I want to apply a simple function to the datasets contained in an hdf5 file. I am using a code similar to this
import h5py
data_sums = []
with h5py.File(input_file, "r") as f:
for (name, data) in f["group"].iteritems():
print name
# data_sums.append(data.sum(1))
data[()] # My goal is similar to the line above but this line is enough
# to replicate the problem
It goes very fast at the beginning and after a certain number, reproducible to some extent, of datasets it slow down dramatically. If I comment the last line, it finishes almost instantly. It does not matter if the data are stored (here append to a list) or not: something like data[:100] as a similar effect. The number of datasets that can be treated before the drop in performance is dependent to the size of portion that is accessed at each iteration. Iterating over smaller chunks does not solve the issue.
I suppose I am filling some memory space and that the process slows down when it is full but I do not understand why.
How to circumvent this performance issue?

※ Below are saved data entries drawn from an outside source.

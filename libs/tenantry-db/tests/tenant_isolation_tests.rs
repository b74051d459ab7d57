#![allow(clippy::unwrap_used, clippy::expect_used, clippy::use_debug)]

//! Structured and raw operations against a shared SQLite shop.

mod common;

use serde_json::{Value, json};
use tenantry_db::{DataConfig, DataError, ExecOutcome, Operation, RawPolicy, RawStatement};

fn op(value: Value) -> Operation {
    serde_json::from_value(value).unwrap()
}

fn rows(outcome: ExecOutcome) -> Vec<Value> {
    match outcome {
        ExecOutcome::Rows(rows) => rows,
        other => panic!("expected rows, got {other:?}"),
    }
}

#[tokio::test]
async fn tenants_only_see_their_own_rows() {
    let handle = common::sqlite_shop().await.unwrap();
    let executor = common::executor(DataConfig::default());
    let a = common::tenant("tenant_a");
    let b = common::tenant("tenant_b");

    let insert = json!({"action": "insert", "entity": "products", "documents": [
        {"name": "widget", "price": 2.5},
        {"name": "gadget", "price": 4.0}
    ]});
    let inserted = executor
        .execute_on(Some(&a), &handle, op(insert))
        .await
        .unwrap();
    assert_eq!(inserted, ExecOutcome::Affected(2));
    executor
        .execute_on(
            Some(&b),
            &handle,
            op(json!({"action": "insert", "entity": "products", "documents": [{"name": "widget"}]})),
        )
        .await
        .unwrap();

    let seen_by_a = rows(
        executor
            .execute_on(
                Some(&a),
                &handle,
                op(json!({"action": "find", "entity": "products", "sort": [{"field": "name"}]})),
            )
            .await
            .unwrap(),
    );
    assert_eq!(seen_by_a.len(), 2);
    assert!(seen_by_a.iter().all(|r| r["userId"] == "tenant_a"));
    assert_eq!(seen_by_a[0]["name"], "gadget");

    let count_b = executor
        .execute_on(
            Some(&b),
            &handle,
            op(json!({"action": "count", "entity": "products"})),
        )
        .await
        .unwrap();
    assert_eq!(count_b, ExecOutcome::Count(1));
}

#[tokio::test]
async fn updates_and_deletes_never_cross_tenants() {
    let handle = common::sqlite_shop().await.unwrap();
    let executor = common::executor(DataConfig::default());
    let a = common::tenant("tenant_a");
    let b = common::tenant("tenant_b");

    for tenant in [&a, &b] {
        executor
            .execute_on(
                Some(tenant),
                &handle,
                op(json!({"action": "insert", "entity": "categories", "documents": [{"name": "tools"}]})),
            )
            .await
            .unwrap();
    }

    let updated = executor
        .execute_on(
            Some(&a),
            &handle,
            op(json!({"action": "update", "entity": "categories", "filter": {"name": "tools"}, "set": {"name": "hardware"}})),
        )
        .await
        .unwrap();
    assert_eq!(updated, ExecOutcome::Affected(1));

    let deleted = executor
        .execute_on(
            Some(&a),
            &handle,
            op(json!({"action": "delete", "entity": "categories", "filter": {}})),
        )
        .await
        .unwrap();
    assert_eq!(deleted, ExecOutcome::Affected(1));

    let left_for_b = rows(
        executor
            .execute_on(
                Some(&b),
                &handle,
                op(json!({"action": "find", "entity": "categories"})),
            )
            .await
            .unwrap(),
    );
    assert_eq!(left_for_b.len(), 1);
    assert_eq!(left_for_b[0]["name"], "tools");
}

#[tokio::test]
async fn unscoped_requests_are_isolation_errors() {
    let handle = common::sqlite_shop().await.unwrap();
    let executor = common::executor(DataConfig::default());
    let a = common::tenant("tenant_a");

    let err = executor
        .execute_on(
            None,
            &handle,
            op(json!({"action": "find", "entity": "products"})),
        )
        .await
        .unwrap_err();
    assert!(matches!(err, DataError::Isolation(_)));

    let err = executor
        .execute_on(
            Some(&a),
            &handle,
            op(json!({"action": "find", "entity": "products", "filter": {"userId": "tenant_b"}})),
        )
        .await
        .unwrap_err();
    assert!(matches!(err, DataError::Isolation(_)));

    let err = executor
        .execute_on(
            Some(&a),
            &handle,
            op(json!({"action": "update", "entity": "products", "filter": {}, "set": {"userId": "tenant_b"}})),
        )
        .await
        .unwrap_err();
    assert!(matches!(err, DataError::Isolation(_)));

    let err = executor
        .execute_on(
            Some(&a),
            &handle,
            op(json!({"action": "find", "entity": "users"})),
        )
        .await
        .unwrap_err();
    assert!(matches!(err, DataError::Isolation(_)));
}

#[tokio::test]
async fn raw_statements_follow_the_configured_policy() {
    let handle = common::sqlite_shop().await.unwrap();
    let a = common::tenant("tenant_a");
    let unscoped = || Operation::Raw(RawStatement::Sql("SELECT * FROM products".to_owned()));
    let scoped = || {
        Operation::Raw(RawStatement::Sql(
            "SELECT name FROM products WHERE userId = 'tenant_a'".to_owned(),
        ))
    };

    let enforce = common::executor(DataConfig::default());
    let err = enforce
        .execute_on(Some(&a), &handle, unscoped())
        .await
        .unwrap_err();
    assert!(matches!(err, DataError::Isolation(_)));
    assert!(matches!(
        enforce.execute_on(Some(&a), &handle, scoped()).await.unwrap(),
        ExecOutcome::Rows(_)
    ));

    let mut audit = DataConfig::default();
    audit.raw.policy = RawPolicy::AuditOnly;
    let audit = common::executor(audit);
    assert!(audit.execute_on(Some(&a), &handle, unscoped()).await.is_ok());

    let mut disabled = DataConfig::default();
    disabled.raw.enabled = false;
    let disabled = common::executor(disabled);
    let err = disabled
        .execute_on(Some(&a), &handle, scoped())
        .await
        .unwrap_err();
    assert!(matches!(err, DataError::Isolation(_)));

    let err = enforce
        .execute_on(
            Some(&a),
            &handle,
            Operation::Raw(RawStatement::Command(
                serde_json::from_value(json!({"find": "products", "filter": {"userId": "tenant_a"}}))
                    .unwrap(),
            )),
        )
        .await
        .unwrap_err();
    assert!(matches!(err, DataError::InvalidOperation(_)));
}

#[tokio::test]
async fn raw_predicates_cannot_be_negated_or_widened() {
    let handle = common::sqlite_shop().await.unwrap();
    let executor = common::executor(DataConfig::default());
    let a = common::tenant("tenant_a");
    let b = common::tenant("tenant_b");
    let insert = |name: &str| {
        op(json!({"action": "insert", "entity": "products", "documents": [{"name": name}]}))
    };
    executor
        .execute_on(Some(&b), &handle, insert("secret_b"))
        .await
        .unwrap();
    executor
        .execute_on(Some(&a), &handle, insert("mine"))
        .await
        .unwrap();

    let statements = [
        "SELECT * FROM products WHERE NOT userId = 'tenant_a'",
        "DELETE FROM products WHERE userId = 'tenant_a' IS NOT NULL",
        "SELECT * FROM products WHERE userId = 'tenant_a' AND name IN (SELECT name FROM products)",
        "INSERT INTO products (userId, name) VALUES ('tenant_b', 'tenant_a')",
    ];
    for statement in statements {
        let err = executor
            .execute_on(
                Some(&a),
                &handle,
                Operation::Raw(RawStatement::Sql(statement.to_owned())),
            )
            .await
            .unwrap_err();
        assert!(matches!(err, DataError::Isolation(_)), "{statement}: {err:?}");
    }

    let left = executor
        .execute_on(
            Some(&b),
            &handle,
            op(json!({"action": "find", "entity": "products"})),
        )
        .await
        .unwrap();
    let left = rows(left);
    assert_eq!(left.len(), 1);
    assert_eq!(left[0]["name"], "secret_b");
}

I run python 2.6.5 on ubuntu 10.04.
Edit: The following code does not slow down if the second line of the loop is un-commented. It does slow down without out it
f = h5py.File(path to file, "r")
list_name = f["data"].keys()
f.close()
import numpy as np
for name in list_name:
f = h5py.File(d.storage_path, "r")
# name = list_name[0] # with this line the issue vanishes.
data = f["data"][name]
tag = get_tag(name)
data[:, 1].sum()
print "."
f.close()
Edit: I found out that accessing the first dimension of multidimensional datasets seems to run without issues. The problem occurs when higher dimensions are involved.